Start of Records for the task
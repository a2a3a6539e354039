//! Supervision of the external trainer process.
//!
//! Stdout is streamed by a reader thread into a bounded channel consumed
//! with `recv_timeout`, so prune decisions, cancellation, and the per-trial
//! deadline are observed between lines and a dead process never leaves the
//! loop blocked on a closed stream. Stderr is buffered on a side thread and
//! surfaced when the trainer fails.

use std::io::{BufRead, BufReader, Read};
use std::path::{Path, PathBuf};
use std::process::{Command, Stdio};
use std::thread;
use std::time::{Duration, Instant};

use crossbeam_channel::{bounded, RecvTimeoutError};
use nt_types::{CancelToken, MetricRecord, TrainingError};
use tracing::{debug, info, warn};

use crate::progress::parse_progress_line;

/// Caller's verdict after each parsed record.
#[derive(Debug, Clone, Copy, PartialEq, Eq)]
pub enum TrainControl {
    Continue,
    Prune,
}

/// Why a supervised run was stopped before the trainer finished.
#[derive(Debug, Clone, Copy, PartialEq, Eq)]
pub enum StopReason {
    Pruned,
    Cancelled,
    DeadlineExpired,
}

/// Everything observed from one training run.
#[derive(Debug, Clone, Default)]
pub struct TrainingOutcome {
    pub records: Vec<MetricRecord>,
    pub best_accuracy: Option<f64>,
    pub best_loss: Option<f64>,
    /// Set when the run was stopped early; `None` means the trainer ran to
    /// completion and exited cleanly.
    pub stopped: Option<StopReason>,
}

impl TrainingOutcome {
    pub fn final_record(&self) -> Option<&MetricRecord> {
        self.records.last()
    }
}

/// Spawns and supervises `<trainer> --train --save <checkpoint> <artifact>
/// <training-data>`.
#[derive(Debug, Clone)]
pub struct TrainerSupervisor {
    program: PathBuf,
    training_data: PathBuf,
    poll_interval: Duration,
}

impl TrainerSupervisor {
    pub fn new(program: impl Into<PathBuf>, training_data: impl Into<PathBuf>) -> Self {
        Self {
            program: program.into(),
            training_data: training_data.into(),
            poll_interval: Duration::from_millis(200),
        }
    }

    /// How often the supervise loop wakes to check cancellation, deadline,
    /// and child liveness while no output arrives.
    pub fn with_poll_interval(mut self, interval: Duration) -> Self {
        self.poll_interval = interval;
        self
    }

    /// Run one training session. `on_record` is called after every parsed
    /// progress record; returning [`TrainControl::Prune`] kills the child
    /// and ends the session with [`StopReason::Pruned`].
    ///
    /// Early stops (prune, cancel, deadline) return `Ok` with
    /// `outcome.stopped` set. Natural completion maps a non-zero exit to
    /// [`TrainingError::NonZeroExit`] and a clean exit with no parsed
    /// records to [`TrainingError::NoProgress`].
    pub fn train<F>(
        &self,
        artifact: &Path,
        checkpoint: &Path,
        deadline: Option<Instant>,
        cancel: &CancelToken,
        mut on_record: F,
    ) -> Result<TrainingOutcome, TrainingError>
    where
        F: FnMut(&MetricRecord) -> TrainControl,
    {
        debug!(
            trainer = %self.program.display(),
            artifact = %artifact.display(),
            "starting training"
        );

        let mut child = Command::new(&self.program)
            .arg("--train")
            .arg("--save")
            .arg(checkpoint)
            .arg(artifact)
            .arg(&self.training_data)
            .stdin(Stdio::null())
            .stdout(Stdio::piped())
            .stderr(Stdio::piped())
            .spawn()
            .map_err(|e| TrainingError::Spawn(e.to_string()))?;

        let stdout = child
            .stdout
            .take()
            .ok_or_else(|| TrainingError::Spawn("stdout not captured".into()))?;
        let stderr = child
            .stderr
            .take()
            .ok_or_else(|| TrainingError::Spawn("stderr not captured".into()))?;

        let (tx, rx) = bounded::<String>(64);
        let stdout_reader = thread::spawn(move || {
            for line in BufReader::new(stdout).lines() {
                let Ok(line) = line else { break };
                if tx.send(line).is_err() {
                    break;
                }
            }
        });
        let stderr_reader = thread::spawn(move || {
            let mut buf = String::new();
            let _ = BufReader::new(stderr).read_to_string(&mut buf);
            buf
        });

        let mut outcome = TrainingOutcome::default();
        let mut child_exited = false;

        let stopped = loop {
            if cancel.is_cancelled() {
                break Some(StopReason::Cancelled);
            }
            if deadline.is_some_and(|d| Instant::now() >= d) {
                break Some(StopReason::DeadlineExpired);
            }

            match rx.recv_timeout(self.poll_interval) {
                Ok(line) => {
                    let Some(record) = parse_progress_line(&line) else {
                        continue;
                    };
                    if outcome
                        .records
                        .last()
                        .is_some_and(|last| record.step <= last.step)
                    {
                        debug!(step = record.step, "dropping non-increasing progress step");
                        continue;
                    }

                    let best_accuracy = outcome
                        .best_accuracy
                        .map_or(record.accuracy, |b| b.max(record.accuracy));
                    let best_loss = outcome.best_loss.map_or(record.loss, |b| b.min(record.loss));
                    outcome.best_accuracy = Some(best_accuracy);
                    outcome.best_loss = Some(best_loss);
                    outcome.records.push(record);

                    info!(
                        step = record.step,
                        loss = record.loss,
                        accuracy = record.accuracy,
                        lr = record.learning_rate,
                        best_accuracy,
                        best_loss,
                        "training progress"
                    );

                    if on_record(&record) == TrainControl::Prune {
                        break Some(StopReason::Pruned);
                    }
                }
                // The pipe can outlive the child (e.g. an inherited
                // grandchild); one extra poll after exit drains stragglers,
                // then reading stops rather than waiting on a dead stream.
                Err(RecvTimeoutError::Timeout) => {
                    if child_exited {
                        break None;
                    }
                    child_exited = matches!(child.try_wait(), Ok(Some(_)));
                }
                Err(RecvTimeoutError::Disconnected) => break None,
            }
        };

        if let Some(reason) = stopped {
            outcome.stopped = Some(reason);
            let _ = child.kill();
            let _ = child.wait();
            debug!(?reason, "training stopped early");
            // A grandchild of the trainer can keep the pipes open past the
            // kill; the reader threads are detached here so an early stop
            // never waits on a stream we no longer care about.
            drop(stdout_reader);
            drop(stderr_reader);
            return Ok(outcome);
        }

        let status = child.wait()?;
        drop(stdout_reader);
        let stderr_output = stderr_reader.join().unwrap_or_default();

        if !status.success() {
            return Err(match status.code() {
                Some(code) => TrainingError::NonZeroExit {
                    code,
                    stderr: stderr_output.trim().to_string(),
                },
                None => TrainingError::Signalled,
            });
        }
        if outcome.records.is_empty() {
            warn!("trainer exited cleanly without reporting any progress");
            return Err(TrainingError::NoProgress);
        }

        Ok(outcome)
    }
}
End of Records for the task
Start of Records for the task
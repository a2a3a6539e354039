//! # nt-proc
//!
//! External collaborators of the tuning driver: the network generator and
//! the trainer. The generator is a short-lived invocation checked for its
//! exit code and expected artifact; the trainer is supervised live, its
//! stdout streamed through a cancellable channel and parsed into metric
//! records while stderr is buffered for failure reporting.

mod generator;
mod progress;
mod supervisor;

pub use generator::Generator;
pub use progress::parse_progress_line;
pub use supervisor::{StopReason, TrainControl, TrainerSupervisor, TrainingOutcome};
End of Records for the task
Start of Records for the task
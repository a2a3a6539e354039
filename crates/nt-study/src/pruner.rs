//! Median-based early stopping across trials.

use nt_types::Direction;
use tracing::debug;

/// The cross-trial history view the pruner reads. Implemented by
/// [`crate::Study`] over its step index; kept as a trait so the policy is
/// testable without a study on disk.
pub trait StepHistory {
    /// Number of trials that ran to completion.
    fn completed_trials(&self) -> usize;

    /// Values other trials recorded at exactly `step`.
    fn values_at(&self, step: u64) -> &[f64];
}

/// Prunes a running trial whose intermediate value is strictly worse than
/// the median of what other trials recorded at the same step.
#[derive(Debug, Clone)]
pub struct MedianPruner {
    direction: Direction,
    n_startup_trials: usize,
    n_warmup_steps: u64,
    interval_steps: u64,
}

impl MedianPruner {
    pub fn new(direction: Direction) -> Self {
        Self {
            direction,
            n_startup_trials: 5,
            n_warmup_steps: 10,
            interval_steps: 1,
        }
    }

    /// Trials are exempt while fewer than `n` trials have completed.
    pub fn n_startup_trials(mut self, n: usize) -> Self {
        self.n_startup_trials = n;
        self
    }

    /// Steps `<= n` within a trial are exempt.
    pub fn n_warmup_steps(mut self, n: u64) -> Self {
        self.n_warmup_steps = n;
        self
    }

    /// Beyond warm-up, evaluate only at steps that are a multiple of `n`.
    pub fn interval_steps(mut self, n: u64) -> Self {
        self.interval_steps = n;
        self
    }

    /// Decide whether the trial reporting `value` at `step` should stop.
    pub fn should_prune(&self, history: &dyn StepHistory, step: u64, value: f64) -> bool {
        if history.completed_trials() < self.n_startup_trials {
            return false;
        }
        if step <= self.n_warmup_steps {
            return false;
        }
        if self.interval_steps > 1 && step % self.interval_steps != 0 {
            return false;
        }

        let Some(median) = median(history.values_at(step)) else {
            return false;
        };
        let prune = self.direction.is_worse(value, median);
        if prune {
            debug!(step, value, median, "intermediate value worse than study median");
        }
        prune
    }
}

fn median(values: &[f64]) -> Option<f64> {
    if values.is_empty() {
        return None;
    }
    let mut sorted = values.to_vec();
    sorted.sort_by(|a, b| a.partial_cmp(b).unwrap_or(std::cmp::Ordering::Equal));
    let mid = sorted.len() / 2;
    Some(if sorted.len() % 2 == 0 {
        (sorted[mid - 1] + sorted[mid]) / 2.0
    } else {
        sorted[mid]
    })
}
End of Records for the task
__Problem__. Retype exactly, and only, the lines above from the one where "if step <= self.n_warmup_steps" occurs up to and including the one where "let mid = sorted.len() / 2;" occurs.

__Your solution__.
        if step <= self.n_warmup_steps {
            return false;
        }
        if self.interval_steps > 1 && step % self.interval_steps != 0 {
            return false;
        }

        let Some(median) = median(history.values_at(step)) else {
            return false;
        };
        let prune = self.direction.is_worse(value, median);
        if prune {
            debug!(step, value, median, "intermediate value worse than study median");
        }
        prune
    }
}

fn median(values: &[f64]) -> Option<f64> {
    if values.is_empty() {
        return None;
    }
    let mut sorted = values.to_vec();
    sorted.sort_by(|a, b| a.partial_cmp(b).unwrap_or(std::cmp::Ordering::Equal));
    let mid = sorted.len() / 2;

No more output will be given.